# Am I the only one that owns a Dasher and Quantum???



## BigDreams Lilpockets (Mar 3, 2011)

Snooping around I dont see many Dasher owners but I see quantums floating around. Please dont tell me im not the only werido out there......

My dasher:









My quantum:


----------



## Iroczgirl (Feb 17, 2007)

Not a lot of Dashers left, even here in the Pacific Northwest they are becoming increasingly rare. Hardly ever does one pop up on Craigslist, Quantums are still out there though. Much better rust proofing on the B2.


----------



## JimmyPringles (Apr 11, 2004)

BigDreams Lilpockets said:


> Snooping around I dont see many Dasher owners but I see quantums floating around. Please dont tell me im not the only werido out there......



Yes, yes you are!


.....weirdo!


----------



## BigDreams Lilpockets (Mar 3, 2011)

JimmyPringles said:


> Yes, yes you are!
> 
> 
> .....weirdo!


Lol. I have your quantum in the pics also!! 


DubCreations for all your VW/AUDI needs. Custom made dog bone mount brackets


----------



## soupVR (Mar 16, 2008)

I have a 87 QSW and still haven't touched it, but was debating on what to to do with it when it comes time. is the VR6 swap relatively simple to mate up with the syncro/ tranny drivetrain (with adapter plates/mounts ect) or is it gonna be a fun adventure? Kind of looking toward maybe a 3.2 if i could find one cheap or may stick to 3b or AAN. But those are all pipe dreams really. Thanks in advanced


----------



## BigDreams Lilpockets (Mar 3, 2011)

soupVR said:


> I have a 87 QSW and still haven't touched it, but was debating on what to to do with it when it comes time. is the VR6 swap relatively simple to mate up with the syncro/ tranny drivetrain (with adapter plates/mounts ect) or is it gonna be a fun adventure? Kind of looking toward maybe a 3.2 if i could find one cheap or may stick to 3b or AAN. But those are all pipe dreams really. Thanks in advanced


I actually had a s4 with the aan drivetrain at the shop and had it side by side with the white quantum you see in the first pic. The aan engine doesnt mount up the same as the 4 cyl. I also have a QSW and would have to ck if its similar to the AAN but seems like the crossmembers are different. Im sure with enough time you can make it work which is what i'd have to do with my 2.7t/6spd synrco drivetrain i have :what:

Post a pic of your qsw..


----------



## borellsoffun (May 26, 2004)

Here's my 86 QW


----------



## BigDreams Lilpockets (Mar 3, 2011)

That looks great . Need parts? I have an 86 qsw I'm parting..

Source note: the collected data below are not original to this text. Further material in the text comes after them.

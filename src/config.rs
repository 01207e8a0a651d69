use anyhow::{Context, Result};
use serde::Deserialize;
use std::path::{Path, PathBuf};

use crate::models::Collection;

#[derive(Debug, Deserialize, Clone)]
pub struct Config {
    pub db: DbConfig,
    #[serde(default)]
    pub ollama: OllamaConfig,
    #[serde(default)]
    pub chunking: ChunkingConfig,
    #[serde(default)]
    pub retrieval: RetrievalConfig,
    #[serde(default)]
    pub assistant: AssistantConfig,
    #[serde(default)]
    pub sources: SourcesConfig,
    #[serde(default)]
    pub benchmark: BenchmarkConfig,
    #[serde(default)]
    pub server: ServerConfig,
}

#[derive(Debug, Deserialize, Clone)]
pub struct DbConfig {
    pub path: PathBuf,
}

#[derive(Debug, Deserialize, Clone)]
pub struct OllamaConfig {
    #[serde(default = "default_ollama_url")]
    pub url: String,
    #[serde(default = "default_embed_model")]
    pub embed_model: String,
    #[serde(default = "default_chat_model")]
    pub chat_model: String,
    #[serde(default = "default_chat_model")]
    pub judge_model: String,
    #[serde(default)]
    pub temperature: f32,
    #[serde(default = "default_timeout_secs")]
    pub timeout_secs: u64,
    #[serde(default = "default_timeout_secs")]
    pub embed_timeout_secs: u64,
    #[serde(default = "default_stream_idle_timeout_secs")]
    pub stream_idle_timeout_secs: u64,
    #[serde(default)]
    pub max_retries: u32,
}

impl Default for OllamaConfig {
    fn default() -> Self {
        Self {
            url: default_ollama_url(),
            embed_model: default_embed_model(),
            chat_model: default_chat_model(),
            judge_model: default_chat_model(),
            temperature: 0.0,
            timeout_secs: default_timeout_secs(),
            embed_timeout_secs: default_timeout_secs(),
            stream_idle_timeout_secs: default_stream_idle_timeout_secs(),
            max_retries: 0,
        }
    }
}

fn default_ollama_url() -> String {
    "http://127.0.0.1:11434".to_string()
}
fn default_embed_model() -> String {
    "nomic-embed-text".to_string()
}
fn default_chat_model() -> String {
    "mistral".to_string()
}
fn default_timeout_secs() -> u64 {
    300
}
fn default_stream_idle_timeout_secs() -> u64 {
    60
}

#[derive(Debug, Deserialize, Clone)]
pub struct ChunkingConfig {
    /// Section threshold for prose and window length for code, in bytes.
    #[serde(default = "default_chunk_size")]
    pub chunk_size: usize,
    #[serde(default = "default_code_overlap")]
    pub code_overlap: usize,
    /// A code window is cut at its last newline only past this fraction.
    #[serde(default = "default_min_cut_ratio")]
    pub min_cut_ratio: f64,
    #[serde(default = "default_doc_extensions")]
    pub doc_extensions: Vec<String>,
    #[serde(default = "default_code_extensions")]
    pub code_extensions: Vec<String>,
    #[serde(default = "default_exclude_globs")]
    pub exclude_globs: Vec<String>,
}

impl Default for ChunkingConfig {
    fn default() -> Self {
        Self {
            chunk_size: default_chunk_size(),
            code_overlap: default_code_overlap(),
            min_cut_ratio: default_min_cut_ratio(),
            doc_extensions: default_doc_extensions(),
            code_extensions: default_code_extensions(),
            exclude_globs: default_exclude_globs(),
        }
    }
}

fn default_chunk_size() -> usize {
    1500
}
fn default_code_overlap() -> usize {
    200
}
fn default_min_cut_ratio() -> f64 {
    0.7
}
fn default_doc_extensions() -> Vec<String> {
    vec!["md".to_string(), "mdx".to_string()]
}
fn default_code_extensions() -> Vec<String> {
    vec!["php".to_string()]
}
fn default_exclude_globs() -> Vec<String> {
    vec![
        "**/vendor/**".to_string(),
        "**/var/**".to_string(),
        "**/cache/**".to_string(),
        "**/.git/**".to_string(),
    ]
}

#[derive(Debug, Deserialize, Clone)]
pub struct RetrievalConfig {
    #[serde(default = "default_top_k")]
    pub top_k: usize,
}

impl Default for RetrievalConfig {
    fn default() -> Self {
        Self {
            top_k: default_top_k(),
        }
    }
}

fn default_top_k() -> usize {
    3
}

#[derive(Debug, Deserialize, Clone)]
pub struct AssistantConfig {
    /// Documentation domain the assistant is restricted to.
    #[serde(default = "default_domain")]
    pub domain: String,
}

impl Default for AssistantConfig {
    fn default() -> Self {
        Self {
            domain: default_domain(),
        }
    }
}

fn default_domain() -> String {
    "API Platform and Symfony".to_string()
}

/// Paths fed into each collection by `ragbench reindex`.
#[derive(Debug, Deserialize, Clone)]
pub struct SourcesConfig {
    #[serde(default = "default_root")]
    pub root: PathBuf,
    #[serde(default = "default_docs_paths")]
    pub docs: Vec<String>,
    #[serde(default = "default_code_paths")]
    pub code: Vec<String>,
    #[serde(default = "default_combined_paths")]
    pub combined: Vec<String>,
    /// Extra paths, one per line, appended to `code` and `combined`.
    #[serde(default)]
    pub fixtures_file: Option<PathBuf>,
}

impl Default for SourcesConfig {
    fn default() -> Self {
        Self {
            root: default_root(),
            docs: default_docs_paths(),
            code: default_code_paths(),
            combined: default_combined_paths(),
            fixtures_file: None,
        }
    }
}

fn default_root() -> PathBuf {
    PathBuf::from(".")
}
fn default_docs_paths() -> Vec<String> {
    vec!["docs/".to_string()]
}
fn default_code_paths() -> Vec<String> {
    vec!["core/tests/Functional/".to_string()]
}
fn default_combined_paths() -> Vec<String> {
    vec!["docs/".to_string(), "core/tests/Functional/".to_string()]
}

impl SourcesConfig {
    /// Resolve the ingestion paths of a collection.
    ///
    /// Relative entries are joined onto `root`; fixture lines are appended to
    /// `code` and `combined`. Paths are returned whether or not they exist.
    pub fn paths_for(&self, collection: Collection) -> Result<Vec<PathBuf>> {
        let mut entries: Vec<String> = match collection {
            Collection::Docs => self.docs.clone(),
            Collection::Code => self.code.clone(),
            Collection::Combined => self.combined.clone(),
        };

        if collection != Collection::Docs {
            entries.extend(self.fixture_lines()?);
        }

        Ok(entries
            .iter()
            .map(|entry| {
                let p = PathBuf::from(entry);
                if p.is_absolute() {
                    p
                } else {
                    self.root.join(p)
                }
            })
            .collect())
    }

    fn fixture_lines(&self) -> Result<Vec<String>> {
        let Some(file) = &self.fixtures_file else {
            return Ok(Vec::new());
        };
        let path = if file.is_absolute() {
            file.clone()
        } else {
            self.root.join(file)
        };
        if !path.exists() {
            return Ok(Vec::new());
        }
        let content = std::fs::read_to_string(&path)
            .with_context(|| format!("Failed to read fixtures file: {}", path.display()))?;
        Ok(content
            .lines()
            .map(str::trim)
            .filter(|l| !l.is_empty())
            .map(str::to_string)
            .collect())
    }
}

#[derive(Debug, Deserialize, Clone)]
pub struct BenchmarkConfig {
    #[serde(default = "default_output_dir")]
    pub output_dir: PathBuf,
    /// Minimum score counted as a pass.
    #[serde(default = "default_pass_threshold")]
    pub pass_threshold: u8,
    #[serde(default)]
    pub questions_file: Option<PathBuf>,
}

impl Default for BenchmarkConfig {
    fn default() -> Self {
        Self {
            output_dir: default_output_dir(),
            pass_threshold: default_pass_threshold(),
            questions_file: None,
        }
    }
}

fn default_output_dir() -> PathBuf {
    PathBuf::from(".")
}
fn default_pass_threshold() -> u8 {
    3
}

#[derive(Debug, Deserialize, Clone)]
pub struct ServerConfig {
    #[serde(default = "default_bind")]
    pub bind: String,
}

impl Default for ServerConfig {
    fn default() -> Self {
        Self {
            bind: default_bind(),
        }
    }
}

fn default_bind() -> String {
    "127.0.0.1:7341".to_string()
}

pub fn load_config(path: &Path) -> Result<Config> {
    let content = std::fs::read_to_string(path)
        .with_context(|| format!("Failed to read config file: {}", path.display()))?;

    let config = parse_config(&content)?;
    Ok(config)
}

/// Parse and validate a configuration document.
pub fn parse_config(content: &str) -> Result<Config> {
    let config: Config = toml::from_str(content).with_context(|| "Failed to parse config file")?;

    if config.chunking.chunk_size == 0 {
        anyhow::bail!("chunking.chunk_size must be > 0");
    }

    if !(config.chunking.min_cut_ratio > 0.0 && config.chunking.min_cut_ratio < 1.0) {
        anyhow::bail!("chunking.min_cut_ratio must be in (0.0, 1.0)");
    }

    if config.retrieval.top_k == 0 {
        anyhow::bail!("retrieval.top_k must be >= 1");
    }

    if config.benchmark.pass_threshold > 5 {
        anyhow::bail!("benchmark.pass_threshold must be <= 5");
    }

    if config.ollama.temperature < 0.0 {
        anyhow::bail!("ollama.temperature must be >= 0");
    }

    Ok(config)
}

#[cfg(test)]
mod tests {
    use super::*;

    #[test]
    fn minimal_config_uses_defaults() {
        let cfg = parse_config("[db]\npath = \"data/rb.sqlite\"\n").unwrap();
        assert_eq!(cfg.chunking.chunk_size, 1500);
        assert_eq!(cfg.chunking.code_overlap, 200);
        assert_eq!(cfg.retrieval.top_k, 3);
        assert_eq!(cfg.ollama.embed_model, "nomic-embed-text");
        assert_eq!(cfg.ollama.timeout_secs, 300);
        assert_eq!(cfg.benchmark.pass_threshold, 3);
        assert_eq!(cfg.ollama.temperature, 0.0);
    }

    #[test]
    fn rejects_zero_chunk_size() {
        let err = parse_config("[db]\npath = \"x\"\n[chunking]\nchunk_size = 0\n").unwrap_err();
        assert!(err.to_string().contains("chunk_size"));
    }

    #[test]
    fn rejects_out_of_range_cut_ratio() {
        assert!(parse_config("[db]\npath = \"x\"\n[chunking]\nmin_cut_ratio = 1.5\n").is_err());
    }

    #[test]
    fn example_config_parses() {
        let cfg = parse_config(include_str!("../config/ragbench.example.toml")).unwrap();
        assert_eq!(cfg.ollama.judge_model, "mistral");
        assert_eq!(cfg.server.bind, "127.0.0.1:7341");
        assert_eq!(cfg.sources.combined.len(), 2);
    }

    #[test]
    fn fixtures_append_to_code_and_combined() {
        let tmp = tempfile::TempDir::new().unwrap();
        std::fs::write(
            tmp.path().join("files_to_index.txt"),
            "tests/Fixtures/Book.php\n\n  tests/Fixtures/Author.php  \n",
        )
        .unwrap();

        let sources = SourcesConfig {
            root: tmp.path().to_path_buf(),
            docs: vec!["docs/".into()],
            code: vec!["src/".into()],
            combined: vec!["docs/".into(), "src/".into()],
            fixtures_file: Some(PathBuf::from("files_to_index.txt")),
        };

        let docs = sources.paths_for(Collection::Docs).unwrap();
        assert_eq!(docs, vec![tmp.path().join("docs/")]);

        let code = sources.paths_for(Collection::Code).unwrap();
        assert_eq!(code.len(), 3);
        assert_eq!(code[2], tmp.path().join("tests/Fixtures/Author.php"));

        let combined = sources.paths_for(Collection::Combined).unwrap();
        assert_eq!(combined.len(), 4);
    }
}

DubCreations for all your VW/AUDI needs. Custom made dog bone mount brackets


----------



## TeamSpatula (May 7, 2007)

Say, could any of you dual owners see how similar the fuel tanks look between a Dasher and a Quantum? As in, could you put a Quantum tank into a Dasher without heavy modification? Also any idea if the diesel tanks are different from the gas ones? Thanks....


----------



## BigDreams Lilpockets (Mar 3, 2011)

TeamSpatula said:


> Say, could any of you dual owners see how similar the fuel tanks look between a Dasher and a Quantum? As in, could you put a Quantum tank into a Dasher without heavy modification? Also any idea if the diesel tanks are different from the gas ones? Thanks....

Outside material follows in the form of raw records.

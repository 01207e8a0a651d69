//! SQLite-backed [`VectorStore`].
//!
//! Each collection is its own table (`vector_store_docs`, `vector_store_code`,
//! `vector_store_combined`) holding the chunk content, its metadata JSON and
//! the embedding as a little-endian f32 BLOB. Nearest-neighbor search loads
//! the collection's vectors and ranks them by cosine similarity.

use anyhow::Result;
use async_trait::async_trait;
use sqlx::{Row, SqlitePool};

use crate::config::Config;
use crate::db;
use crate::migrate;
use crate::models::Collection;
use crate::vector::{blob_to_vec, cosine_similarity, vec_to_blob};

use super::VectorStore;

pub struct SqliteStore {
    pool: SqlitePool,
}

impl SqliteStore {
    pub fn new(pool: SqlitePool) -> Self {
        Self { pool }
    }

    /// Connect to the configured database, creating the collection tables.
    pub async fn open(config: &Config) -> Result<Self> {
        let pool = db::connect(config).await?;
        migrate::create_collection_tables(&pool).await?;
        Ok(Self::new(pool))
    }

    pub async fn close(&self) {
        self.pool.close().await;
    }
}

#[async_trait]
impl VectorStore for SqliteStore {
    async fn truncate(&self, collection: Collection) -> Result<()> {
        sqlx::query(&format!("DELETE FROM {}", collection.table_name()))
            .execute(&self.pool)
            .await?;
        Ok(())
    }

    async fn insert(
        &self,
        collection: Collection,
        content: &str,
        metadata_json: &str,
        vector: &[f32],
    ) -> Result<()> {
        sqlx::query(&format!(
            "INSERT INTO {} (content, metadata_json, embedding, dims) VALUES (?, ?, ?, ?)",
            collection.table_name()
        ))
        .bind(content)
        .bind(metadata_json)
        .bind(vec_to_blob(vector))
        .bind(vector.len() as i64)
        .execute(&self.pool)
        .await?;
        Ok(())
    }

    async fn nearest_neighbors(
        &self,
        collection: Collection,
        vector: &[f32],
        k: usize,
    ) -> Result<Vec<String>> {
        let rows = sqlx::query(&format!(
            "SELECT content, embedding FROM {} ORDER BY id",
            collection.table_name()
        ))
        .fetch_all(&self.pool)
        .await?;

        let mut scored: Vec<(f64, String)> = rows
            .iter()
            .map(|row| {
                let blob: Vec<u8> = row.get("embedding");
                let similarity = cosine_similarity(vector, &blob_to_vec(&blob));
                (similarity, row.get::<String, _>("content"))
            })
            .collect();

        scored.sort_by(|a, b| b.0.partial_cmp(&a.0).unwrap_or(std::cmp::Ordering::Equal));
        scored.truncate(k);

        Ok(scored.into_iter().map(|(_, content)| content).collect())
    }

    async fn count(&self, collection: Collection) -> Result<u64> {
        let count: i64 = sqlx::query_scalar(&format!(
            "SELECT COUNT(*) FROM {}",
            collection.table_name()
        ))
        .fetch_one(&self.pool)
        .await?;
        Ok(count.max(0) as u64)
    }
}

Ill have to double check. The fuel tank on my qsw is actually in the vehicle and I could peek under the Dasher. Checking the part #'s on the tanks, the dasher tank # doesnt cross over to fit a quantum so it probably wouldnt be a direct bolt on..


----------



## TeamSpatula (May 7, 2007)

Thanks - please post your findings if you have a chance...


----------



## BigDreams Lilpockets (Mar 3, 2011)

TeamSpatula said:


> Thanks - please post your findings if you have a chance...

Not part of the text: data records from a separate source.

use anyhow::Result;
use sqlx::SqlitePool;

use crate::config::Config;
use crate::db;
use crate::models::Collection;

pub async fn run_migrations(config: &Config) -> Result<()> {
    let pool = db::connect(config).await?;
    create_collection_tables(&pool).await?;
    pool.close().await;
    Ok(())
}

/// Create one vector table per [`Collection`]. Idempotent.
pub async fn create_collection_tables(pool: &SqlitePool) -> Result<()> {
    for collection in Collection::ALL {
        let table = collection.table_name();

        // Table names come from the Collection enum, never from user input.
        sqlx::query(&format!(
            r#"
            CREATE TABLE IF NOT EXISTS {table} (
                id INTEGER PRIMARY KEY AUTOINCREMENT,
                content TEXT NOT NULL,
                metadata_json TEXT NOT NULL DEFAULT '{{}}',
                embedding BLOB NOT NULL,
                dims INTEGER NOT NULL
            )
            "#
        ))
        .execute(pool)
        .await?;
    }

    Ok(())
}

I certainly will but please bear with me on time...


----------



## Sechszehnventiller (Nov 21, 2009)

QSW one will deffinately NOT fit a Dasher, since QSW one is quite a bit different from the FWD Quantum one...

I've never owned a Dasher, or even worked on one, but from what I know about VAG, lots of parts from A1 cars are carried over to A2, and A2 shares enough parts with B2 to make it highly plausible to believe FWD Quantum tank could bolt on.
Diesel, carbed petrol and FI tanks should all be the same, different being the sender unit, hoses diameter and/or lift pump if applicable....


Even here, where Quantums were the most sought after workhorse since '90s, they're becoming obsolete, finding one in good nick is even now almost impossible...they're all rotten, torn inside, and held together with bailing wire.

After HG blew on mine, I tried to sell it for 300$ for 3 months...some five guys came, offering 100-150, one even arguing that if HG blew, cam ROCKERS (I have yet to see rockers in a VW IDI head...) are probably broken... So I ended up changing HG (head didn't even crack), and am getting it ready for a paint-job. Heck, I'm keeping it, I get an urge to buy one roughly every five years, this last time I nailed this one, but it comes to me that in five years I might not find a salvagable one.


They're really funny cars...gotta love 'em.


----------



## BigDreams Lilpockets (Mar 3, 2011)

Wow for $300 you couldn't sell it? Glad to hear it's still roaming the streets. They are hard to find and you'll be lucky to find a dasher. My dasher is all stock and in great shape so I have to plans on selling it. There is a diesel dasher for sale on cl but dosnt run. 
I posted this to see how many owners were brave enough to still own these but dosnt seem like many ple


----------



## 3G3T7I (Sep 30, 2005)

Wow! The Quantum looks fantastic. We had an 83 way, way back in 85-90 and it was one of the best cars we've owned. One important feature at the time was that we could fit three car.seats across the back seat. It was possible with the some of the Volvo's but the they were out of our price range. I still have the Bentley. Great car and good luck.


----------



## BigDreams Lilpockets (Mar 3, 2011)

anyone else...


----------



## Rudy1977 (Oct 3, 2015)

*1977 Dasher Coupe Rebuild Project*

I have the 1977 Dasher Coupe. It has mechanical fuel injection. It is an excellent car, handed down to me from a friend whose father and grandfather drove it only 120K miles prior to him. It was falling apart and he wanted me to restore it, so he gave it to me, and that is what I'm doing. I think it is a very special car in the evolution of the Volkswagen brand. It is super rare, especially the coupe, which earns style points with the fastback. It drives like a Porsche, sharing the fuel injection system of the 911, while offering leg room in the backseat. Mine being the 2-door coupe with fastback, I'm excited to get moving on the job. Although parts are really difficult and sometimes expensive, so I'm a little stressed out by the process, but maybe this community can help alleviate that.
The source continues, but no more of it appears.